Essen. Von den NRW-Grünen kommt ein überraschender Vorstoß: Das verkehrsreiche Transitland Nordrhein-Westfalen sollte künftig das bundesweite Lkw-Maut-System betreiben. Fraktionschef Rainer Priggen will stärkeren Einfluss - und hofft auf mehr Einnahmen. Experten sagen, der Kauf selbst könne aber nur wenig ändern.

Der nordrhein-westfälische Verkehrsminister Michael Groschek (SPD) will in der Runde seiner Amtskollegen aus den Ländern die Zukunft des Maut-Unternehmens Toll Collect zur Diskussion stellen, das für den Staat die jährlich mehr als vier Milliarden Euro hohen Lkw-Straßengebühren eintreibt.

Toll Collect wird heute von den Konzernen Daimler und Telekom betrieben. Der Vertrag des Bundes mit den beiden Unternehmen läuft 2015 aus. Berlin hat noch nicht entschieden, ob es Daimler und Telekom erneut den Zuschlag gibt, die Eintreibung der Mittel europaweit neu ausschreibt oder den Betrieb selbst übernimmt. Die letzte Lösung gilt als gut möglich, weil eine so genannte Call Option in den Vertrag eingebaut ist, die der Bundesregierung den Zugriff erlaubt.

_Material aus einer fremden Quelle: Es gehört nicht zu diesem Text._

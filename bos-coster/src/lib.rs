// -*- mode: rust; -*-
//
// This file is part of bos-coster.
// See LICENSE for licensing information.

#![no_std]
#![cfg_attr(docsrs, feature(doc_cfg))]
#![warn(missing_docs)]

//! Variable-time multiscalar multiplication with the Bos–Coster
//! algorithm.
//!
//! Given pairs \\( (c\_i, P\_i) \\), this crate computes
//! $$
//! Q = c\_1 P\_1 + \cdots + c\_n P\_n
//! $$
//! by repeatedly folding the two terms with the largest scalars into
//! each other until a single term with a tiny scalar is left.  The terms
//! live in a fixed-capacity heap of [`MAX_N`] entries, so a reduction
//! never allocates.
//!
//! ```
//! use bos_coster::multiscalar_mul;
//! use curve25519_dalek::constants::RISTRETTO_BASEPOINT_POINT as B;
//! use curve25519_dalek::scalar::Scalar;
//!
//! let a = Scalar::from(3u64);
//! let b = Scalar::from(5u64);
//! let A = Scalar::from(11u64) * B;
//!
//! let Q = multiscalar_mul(&[a, b], &[A, B]);
//! assert_eq!(Q, Scalar::from(38u64) * B);
//! ```
//!
//! # Warning
//!
//! Everything here is **variable time**: running time and branching
//! depend on the values of the scalars.  Only use it with public scalars,
//! for instance in batch signature verification.
//!
//! The reduction is only fast when the scalars have similar sizes, such as
//! independent random scalars.  When one scalar is much larger than the
//! others it degrades into repeated subtraction and the number of steps
//! grows with the ratio between them: a full-size scalar alongside a scalar
//! of `1` effectively never finishes.  This is not a drop-in replacement
//! for a general multiscalar multiplication.
//!
//! # Groups
//!
//! The algorithm is generic over the [`VartimeScalar`] and
//! [`VartimePoint`] traits; implementations are provided for
//! `curve25519-dalek`'s `Scalar`, `EdwardsPoint` and `RistrettoPoint`.

//------------------------------------------------------------------------
// External dependencies:
//------------------------------------------------------------------------

#[cfg(feature = "std")]
extern crate std;

//------------------------------------------------------------------------
// bos-coster public modules
//------------------------------------------------------------------------

// Scalar and group operations the reduction relies on
pub mod traits;

// Errors for the checked entry point
pub mod errors;

// The reduction itself
pub mod scalar_mul;

// Implementations for the curve25519-dalek groups
pub mod curve25519;

//------------------------------------------------------------------------
// bos-coster internal modules
//------------------------------------------------------------------------

// Fixed-capacity max-heap of weighted terms
pub(crate) mod heap;

#[cfg(test)]
mod mocks;

//------------------------------------------------------------------------
// Re-exports
//------------------------------------------------------------------------

pub use crate::curve25519::{EdwardsBosCoster, RistrettoBosCoster};
pub use crate::errors::MultiscalarError;
pub use crate::heap::MAX_N;
pub use crate::scalar_mul::bos_coster::{
    multiscalar_mul, try_multiscalar_mul, BosCoster, Reduction,
};
pub use crate::traits::{VartimeMultiscalarMul, VartimePoint, VartimeScalar};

Einfluss auf Verteilung der Mauteinnahmen

Groschek reagiert mit der Ankündigung einer Beratung im Länderkreis auf eine Forderung des grünen NRW-Landtags-Fraktionschefs Rainer Priggen. Priggen hatte in der „Rheinischen Post“ gefordert, NRW solle Toll Collect kaufen – auch, um zugunsten von Nordrhein-Westfalen mehr Einfluss auf die Verteilung der Einnahmen zu erhalten.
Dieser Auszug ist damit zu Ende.